The acute and delayed effects of anoxia on synaptic transmission and long-term potentiation (LTP) were examined in the CA1 region of rat hippocampal slices. Oxygen deprivation for 20 minutes completely but reversibly depressed excitatory postsynaptic potentials mediated by both N-methyl-D-aspartate receptors (NMDAR) and non-NMDAR. Although LTP was reliably produced by a single tetanus delivered 30 minutes after reoxygenation, LTP could not be induced when a tetanus was delivered 70 to 100 minutes after reoxygenation. A tetanus delivered 100 minutes after reoxygenation produced lasting synaptic enhancement when 100 mumol/L D,L-amino-phosphonovaleric acid (APV), a competitive NMDAR antagonist, was administered during the period of oxygen deprivation. The delayed effects of oxygen deprivation were not blocked when APV was administered after oxygen deprivation. Similarly, the delayed effects on LTP induction were overcome by inhibitors of nitric oxide synthase when the nitric oxide synthase inhibitors were administered during anoxia, but not when administered after oxygen deprivation. These results suggest that untimely activation of NMDAR and nitric oxide release during anoxia produce delayed inhibition of LTP induction and may be involved in the memory defects that occur subsequent to cerebral hypoxia.

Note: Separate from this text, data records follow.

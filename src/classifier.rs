//! Status classification
//!
//! A deterministic rule cascade over comparator output:
//! 1. No usable baseline (cold start) → stable, confidence 0
//! 2. Unhealthy significant metrics: 0 → stable, fewer than the critical
//!    count → declining, otherwise critical. A run of very low mood days is
//!    critical regardless of count.
//! 3. Confidence blends the largest significant |deltaSigma| (saturating) with
//!    baseline history length, so short histories cap confidence.
//! 4. Support is needed when critical, or declining with confidence above the
//!    support threshold.
//!
//! Values exactly at a threshold resolve toward the less severe outcome.

use serde::{Deserialize, Serialize};

use crate::comparator::Comparison;
use crate::config::Policy;
use crate::features::WindowFeatures;
use crate::types::{BaselineSnapshot, MentalHealthStatus};

/// Classifier output
#[derive(Debug, Clone, Copy, PartialEq, Serialize, Deserialize)]
pub struct Classification {
    pub status: MentalHealthStatus,
    pub confidence_score: f64,
    pub needs_support: bool,
}

impl Classification {
    /// Unknown-baseline outcome
    pub fn cold_start() -> Self {
        Self {
            status: MentalHealthStatus::Stable,
            confidence_score: 0.0,
            needs_support: false,
        }
    }
}

/// Rule-cascade classifier
pub struct StatusClassifier;

impl StatusClassifier {
    pub fn classify(
        comparison: &Comparison,
        features: &WindowFeatures,
        snapshot: Option<&BaselineSnapshot>,
        policy: &Policy,
    ) -> Classification {
        let snapshot = match snapshot {
            Some(s) if !s.is_cold() => s,
            _ => return Classification::cold_start(),
        };

        let unhealthy = comparison
            .significant
            .iter()
            .filter(|m| {
                comparison
                    .delta_sigma(**m)
                    .map(|sigma| m.is_unhealthy_move(sigma))
                    .unwrap_or(false)
            })
            .count();

        let hard_critical = features.low_mood_run_days >= policy.critical_mood_consecutive_days;

        let status = if hard_critical || unhealthy >= policy.critical_metric_count {
            MentalHealthStatus::Critical
        } else if unhealthy > 0 {
            MentalHealthStatus::Declining
        } else {
            MentalHealthStatus::Stable
        };

        let max_sigma = comparison
            .significant
            .iter()
            .filter_map(|m| comparison.delta_sigma(*m))
            .map(f64::abs)
            .fold(0.0, f64::max);

        // Shortest history among the evaluated metrics bounds the whole result
        let history = comparison
            .entries
            .keys()
            .filter_map(|m| snapshot.get(*m))
            .map(|b| b.sample_count)
            .min()
            .unwrap_or(0);

        let confidence_score = Self::confidence(max_sigma, history, policy);

        let needs_support = match status {
            MentalHealthStatus::Critical => true,
            MentalHealthStatus::Declining => confidence_score > policy.support_threshold,
            MentalHealthStatus::Stable => false,
        };

        Classification {
            status,
            confidence_score,
            needs_support,
        }
    }

    /// Confidence in [0, 1], non-decreasing in both `max_abs_sigma` and
    /// `sample_count`.
    pub fn confidence(max_abs_sigma: f64, sample_count: usize, policy: &Policy) -> f64 {
        if !(max_abs_sigma > 0.0) || sample_count == 0 {
            return 0.0;
        }
        let magnitude = 1.0 - (-max_abs_sigma / policy.confidence_scale).exp();
        let history =
            (sample_count as f64 / policy.full_confidence_samples as f64).min(1.0);
        (magnitude * history).clamp(0.0, 1.0)
    }
}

在大鼠海马切片的CA1区检测了缺氧对突触传递和长时程增强(LTP)的急性和延迟效应。缺氧20分钟可完全但可逆地抑制由N-甲基-D-天冬氨酸受体(NMDAR)和非NMDAR介导的兴奋性突触后电位。尽管复氧30分钟后单次强直刺激能可靠地诱导出LTP,但复氧70至100分钟后给予强直刺激则无法诱导出LTP。当在缺氧期间给予100μmol/L的竞争性NMDAR拮抗剂D,L-氨基膦酸戊酸(APV)时,复氧100分钟后给予的强直刺激可产生持久的突触增强。缺氧后给予APV并不能阻断缺氧的延迟效应。同样,当在缺氧期间给予一氧化氮合酶抑制剂时,可克服其对LTP诱导的延迟效应,但在缺氧后给予则无效。这些结果表明,缺氧期间NMDAR的过早激活和一氧化氮释放会延迟抑制LTP的诱导,并可能与脑缺氧后出现的记忆缺陷有关。